Did you REALLY think that a Republican whose core base is the most rightwing of talkshow hosts (listen to podcasts of Kevin James’ show on KRLA sometime), and the Walter Moore crowd, would be “more progressive” on this or any issue? Your best bet after Tuesday is to call him out publicly on this about-face, remind him point-blank of his promises, at least make them go on record.
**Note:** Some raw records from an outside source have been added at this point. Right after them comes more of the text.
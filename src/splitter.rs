//! Long-video splitting: drive one or two indexing jobs over a source video
//! and stitch the per-job chapter lists into one offset-corrected timeline.
//!
//! Videos longer than the indexing ceiling are rejected outright. Videos
//! longer than a single sub-job window are indexed in two phases: [0, S)
//! then [S, duration). Phases are strictly sequential, each one is
//! trim -> submit -> poll -> cleanup, and the trim scratch file is removed
//! on every exit path. A phase that ends `failed` fails the whole
//! operation; the remote side keeps whatever it already indexed, but no
//! partial timeline is returned locally.

use std::path::Path;
use tracing::{info, warn};

use crate::config::SplitConfig;
use crate::error::{Error, Result};
use crate::indexing::{Indexer, JobStatus, StatusSink};
use crate::timeline::{self, Chapter, Timeline};
use crate::video::VideoTools;

pub struct LongVideoSplitter<I, V> {
    indexer: I,
    tools: V,
    limits: SplitConfig,
}

impl<I: Indexer, V: VideoTools> LongVideoSplitter<I, V> {
    pub fn new(indexer: I, tools: V, limits: SplitConfig) -> Self {
        Self {
            indexer,
            tools,
            limits,
        }
    }

    /// Index `video` (in one or two jobs depending on its duration) and
    /// return the assembled chapter timeline.
    pub async fn generate_timeline(&self, video: &Path, sink: &dyn StatusSink) -> Result<Timeline> {
        let duration = self.tools.duration_seconds(video).await?;
        self.build_timeline(video, duration, sink).await
    }

    async fn build_timeline(
        &self,
        video: &Path,
        duration: f64,
        sink: &dyn StatusSink,
    ) -> Result<Timeline> {
        let limit = self.limits.max_duration_seconds;
        if duration > limit as f64 {
            return Err(Error::DurationExceeded {
                actual: duration.ceil() as u64,
                limit,
            });
        }

        let window = self.limits.segment_duration_seconds;
        if duration <= window as f64 {
            info!("🎬 Indexing whole video ({:.1}s) in a single job", duration);
            let chapters = self.index_whole(video, sink).await?;
            let assembled = timeline::assemble(&chapters, 0)?;
            return Ok(Timeline {
                text: assembled.text,
                covered_until: assembled.new_origin,
            });
        }

        let end = duration.ceil() as u64;
        info!(
            "🎬 Indexing {:.1}s video in two jobs: [0s..{}s) and [{}s..{}s)",
            duration, window, window, end
        );

        let first = self.index_window(video, 0, window, sink).await?;
        let part_a = timeline::assemble(&first, 0)?;

        // The second job's chapters are shifted by its trim-window start,
        // which keeps all offsets in original-video coordinates even when
        // the first job's last chapter starts well before the cut.
        let second = self.index_window(video, window, end, sink).await?;
        let part_b = timeline::assemble(&second, window)?;

        Ok(Timeline {
            text: format!("{}\n{}", part_a.text, part_b.text),
            covered_until: part_b.new_origin,
        })
    }

    /// Submit the untrimmed source as a single job.
    async fn index_whole(&self, video: &Path, sink: &dyn StatusSink) -> Result<Vec<Chapter>> {
        self.index_file(video, sink).await
    }

    /// Trim [start, end) into a scratch file, index it, and delete the
    /// scratch file whether or not indexing succeeded.
    async fn index_window(
        &self,
        video: &Path,
        start: u64,
        end: u64,
        sink: &dyn StatusSink,
    ) -> Result<Vec<Chapter>> {
        let scratch = tempfile::Builder::new()
            .prefix("chapter-gen-trim-")
            .suffix(".mp4")
            .tempfile()?
            .into_temp_path();

        let outcome = async {
            self.tools.trim(video, &scratch, start, Some(end)).await?;
            self.index_file(&scratch, sink).await
        }
        .await;

        // TempPath would also delete on drop; closing explicitly lets a
        // cleanup failure be reported instead of ignored.
        if let Err(e) = scratch.close() {
            warn!("Failed to remove trim scratch file: {}", e);
        }

        outcome
    }

    async fn index_file(&self, file: &Path, sink: &dyn StatusSink) -> Result<Vec<Chapter>> {
        let handle = self.indexer.submit(file).await?;
        let finished = self.indexer.wait_for_done(&handle, sink).await?;

        if finished.status != JobStatus::Ready {
            return Err(Error::IndexingFailed {
                id: finished.id,
                status: finished.status.to_string(),
            });
        }

        let video_id = finished.video_id.ok_or(Error::Dependency {
            status: 200,
            message: format!("job {} is ready but reported no video id", finished.id),
        })?;

        info!("✅ Job {} ready, video id {}", finished.id, video_id);
        self.indexer.summarize_chapters(&video_id).await
    }
}

#[cfg(test)]
mod tests {
    use super::*;
    use crate::indexing::JobHandle;
    use async_trait::async_trait;
    use std::path::PathBuf;
    use std::sync::atomic::{AtomicUsize, Ordering};
    use std::sync::Mutex;

    /// Indexer double: returns scripted chapter lists per submission and
    /// counts remote calls.
    struct ScriptedIndexer {
        submissions: AtomicUsize,
        /// Chapters handed out per job, in submission order
        chapters: Vec<Vec<Chapter>>,
        /// 1-based index of the submission that should end `failed`, if any
        fail_on: Option<usize>,
    }

    impl ScriptedIndexer {
        fn new(chapters: Vec<Vec<Chapter>>) -> Self {
            Self {
                submissions: AtomicUsize::new(0),
                chapters,
                fail_on: None,
            }
        }

        fn failing_on(mut self, submission: usize) -> Self {
            self.fail_on = Some(submission);
            self
        }

        fn submission_count(&self) -> usize {
            self.submissions.load(Ordering::SeqCst)
        }
    }

    #[async_trait]
    impl Indexer for ScriptedIndexer {
        async fn submit(&self, _file: &Path) -> Result<JobHandle> {
            let n = self.submissions.fetch_add(1, Ordering::SeqCst) + 1;
            Ok(JobHandle {
                id: format!("task-{}", n),
                status: JobStatus::Queued,
                video_id: None,
            })
        }

        async fn wait_for_done(
            &self,
            handle: &JobHandle,
            sink: &dyn StatusSink,
        ) -> Result<JobHandle> {
            sink.on_status(&handle.id, JobStatus::Indexing);

            let n: usize = handle.id.trim_start_matches("task-").parse().unwrap();
            if self.fail_on == Some(n) {
                sink.on_status(&handle.id, JobStatus::Failed);
                return Ok(JobHandle {
                    id: handle.id.clone(),
                    status: JobStatus::Failed,
                    video_id: None,
                });
            }

            sink.on_status(&handle.id, JobStatus::Ready);
            Ok(JobHandle {
                id: handle.id.clone(),
                status: JobStatus::Ready,
                video_id: Some(format!("vid-{}", n)),
            })
        }

        async fn summarize_chapters(&self, video_id: &str) -> Result<Vec<Chapter>> {
            let n: usize = video_id.trim_start_matches("vid-").parse().unwrap();
            Ok(self.chapters[n - 1].clone())
        }
    }

    /// VideoTools double: fixed duration, trims by writing a marker file,
    /// and records every scratch path it produced.
    struct FakeTools {
        duration: f64,
        trimmed: Mutex<Vec<PathBuf>>,
    }

    impl FakeTools {
        fn new(duration: f64) -> Self {
            Self {
                duration,
                trimmed: Mutex::new(Vec::new()),
            }
        }

        fn trimmed_paths(&self) -> Vec<PathBuf> {
            self.trimmed.lock().unwrap().clone()
        }
    }

    #[async_trait]
    impl VideoTools for FakeTools {
        async fn duration_seconds(&self, _path: &Path) -> Result<f64> {
            Ok(self.duration)
        }

        async fn trim(
            &self,
            _input: &Path,
            output: &Path,
            _start: u64,
            _end: Option<u64>,
        ) -> Result<()> {
            tokio::fs::write(output, b"trimmed").await?;
            self.trimmed.lock().unwrap().push(output.to_path_buf());
            Ok(())
        }
    }

    struct NullSink;

    impl StatusSink for NullSink {
        fn on_status(&self, _job_id: &str, _status: JobStatus) {}
    }

    fn limits() -> SplitConfig {
        SplitConfig {
            max_duration_seconds: 3600,
            segment_duration_seconds: 1800,
        }
    }

    fn chapter(start: u64, title: &str) -> Chapter {
        Chapter {
            start,
            title: title.to_string(),
        }
    }

    #[tokio::test]
    async fn test_rejects_over_ceiling_before_any_remote_call() {
        let indexer = ScriptedIndexer::new(vec![]);
        let splitter = LongVideoSplitter::new(indexer, FakeTools::new(3601.0), limits());

        let result = splitter
            .build_timeline(Path::new("long.mp4"), 3601.0, &NullSink)
            .await;

        assert!(matches!(result, Err(Error::DurationExceeded { actual: 3601, limit: 3600 })));
        assert_eq!(splitter.indexer.submission_count(), 0);
    }

    #[tokio::test]
    async fn test_short_video_uses_single_job_without_trimming() {
        let indexer = ScriptedIndexer::new(vec![vec![
            chapter(0, "Intro"),
            chapter(125, "Body"),
        ]]);
        let splitter = LongVideoSplitter::new(indexer, FakeTools::new(900.0), limits());

        let timeline = splitter
            .generate_timeline(Path::new("short.mp4"), &NullSink)
            .await
            .unwrap();

        assert_eq!(timeline.text, "00:00-Intro\n02:05-Body");
        assert_eq!(timeline.covered_until, 125);
        assert_eq!(splitter.indexer.submission_count(), 1);
        assert!(splitter.tools.trimmed_paths().is_empty());
    }

    #[tokio::test]
    async fn test_long_video_runs_two_jobs_with_shifted_offsets() {
        let indexer = ScriptedIndexer::new(vec![
            vec![chapter(0, "Opening"), chapter(600, "Middle")],
            vec![chapter(30, "Closing")],
        ]);
        let splitter = LongVideoSplitter::new(indexer, FakeTools::new(2000.0), limits());

        let timeline = splitter
            .generate_timeline(Path::new("podcast.mp4"), &NullSink)
            .await
            .unwrap();

        assert_eq!(splitter.indexer.submission_count(), 2);
        // Second job's chapters land at window start (1800s) + their own
        // offsets, never below the cut point
        assert_eq!(timeline.text, "00:00-Opening\n10:00-Middle\n30:30-Closing");
        assert_eq!(timeline.covered_until, 1830);
    }

    #[tokio::test]
    async fn test_failed_second_job_fails_whole_operation() {
        let indexer = ScriptedIndexer::new(vec![
            vec![chapter(0, "Opening")],
            vec![chapter(30, "Closing")],
        ])
        .failing_on(2);
        let splitter = LongVideoSplitter::new(indexer, FakeTools::new(2000.0), limits());

        let result = splitter
            .generate_timeline(Path::new("podcast.mp4"), &NullSink)
            .await;

        match result {
            Err(Error::IndexingFailed { id, status }) => {
                assert_eq!(id, "task-2");
                assert_eq!(status, "failed");
            }
            other => panic!("expected IndexingFailed, got {:?}", other.map(|t| t.text)),
        }
    }

    #[tokio::test]
    async fn test_trim_scratch_files_removed_on_success_and_failure() {
        // Success path
        let indexer = ScriptedIndexer::new(vec![
            vec![chapter(0, "Opening")],
            vec![chapter(30, "Closing")],
        ]);
        let splitter = LongVideoSplitter::new(indexer, FakeTools::new(2000.0), limits());
        splitter
            .generate_timeline(Path::new("podcast.mp4"), &NullSink)
            .await
            .unwrap();

        let paths = splitter.tools.trimmed_paths();
        assert_eq!(paths.len(), 2);
        for path in &paths {
            assert!(!path.exists(), "scratch file left behind: {}", path.display());
        }

        // Failure path: first job fails, its scratch file must still be gone
        let indexer = ScriptedIndexer::new(vec![vec![chapter(0, "Opening")]]).failing_on(1);
        let splitter = LongVideoSplitter::new(indexer, FakeTools::new(2000.0), limits());
        let result = splitter
            .generate_timeline(Path::new("podcast.mp4"), &NullSink)
            .await;
        assert!(result.is_err());

        let paths = splitter.tools.trimmed_paths();
        assert_eq!(paths.len(), 1);
        assert!(!paths[0].exists());
    }
}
By Don Duncan on Sep 20, 2009
Thanks for your comments. Politics can be frustrating this way. Jack Weiss was clear that he agreed with former City Attorney Delgadillo and the LAPD that all storefront MCDC and any sales of cannabis were illegal. We rolled the dice on Trutanich, who never made a commitment to support us despite our vocal support for him. In the big picture, the city is much better off with Trutanich in that powerful office – even if he disappoints us on this issue. We must also acknowledge that Zine position is consistent throughout this long process. He is pro-regulation, not pro-cannabis. Our work would be much harder if he took the obstructionist position of his ideological counterparts.
By sandy on Sep 21, 2009
Thanks for the reply, Don, though I couldn’t disagree more about your comment on the city being better off with in “the big picture,” many of us who supported him or were undecided think his extreme take on everything from the graffiti “hanging as a crime” injunction, contrary to his promises to distinguish at-risk kids from real gangbangers and criminals; above all to his outright campaign lies to Chick and others on the Controller issue, and brushing off ethical issues; bizarre behavior in making unsubstantiated threats against vague people over the LAPD’s handling of the Lakers parade and Jackson events, other meddling in the procedures of LAPD which turned out to be wrong, possibly helping drive off the priceless Chief Bratton; wanting to vastly expand the City Attorney’s legal staff and create a 200-person secret police force we absolutely can’t afford, to carry out and try to find more of his vague and unsubstantiated missions; threatening to sue other officials and even volunteer Board and Commission members for disagreeing with him: maybe you haven’t been paying attention, but this isn’t the kind of “change” we needed. Good luck on Tuesday.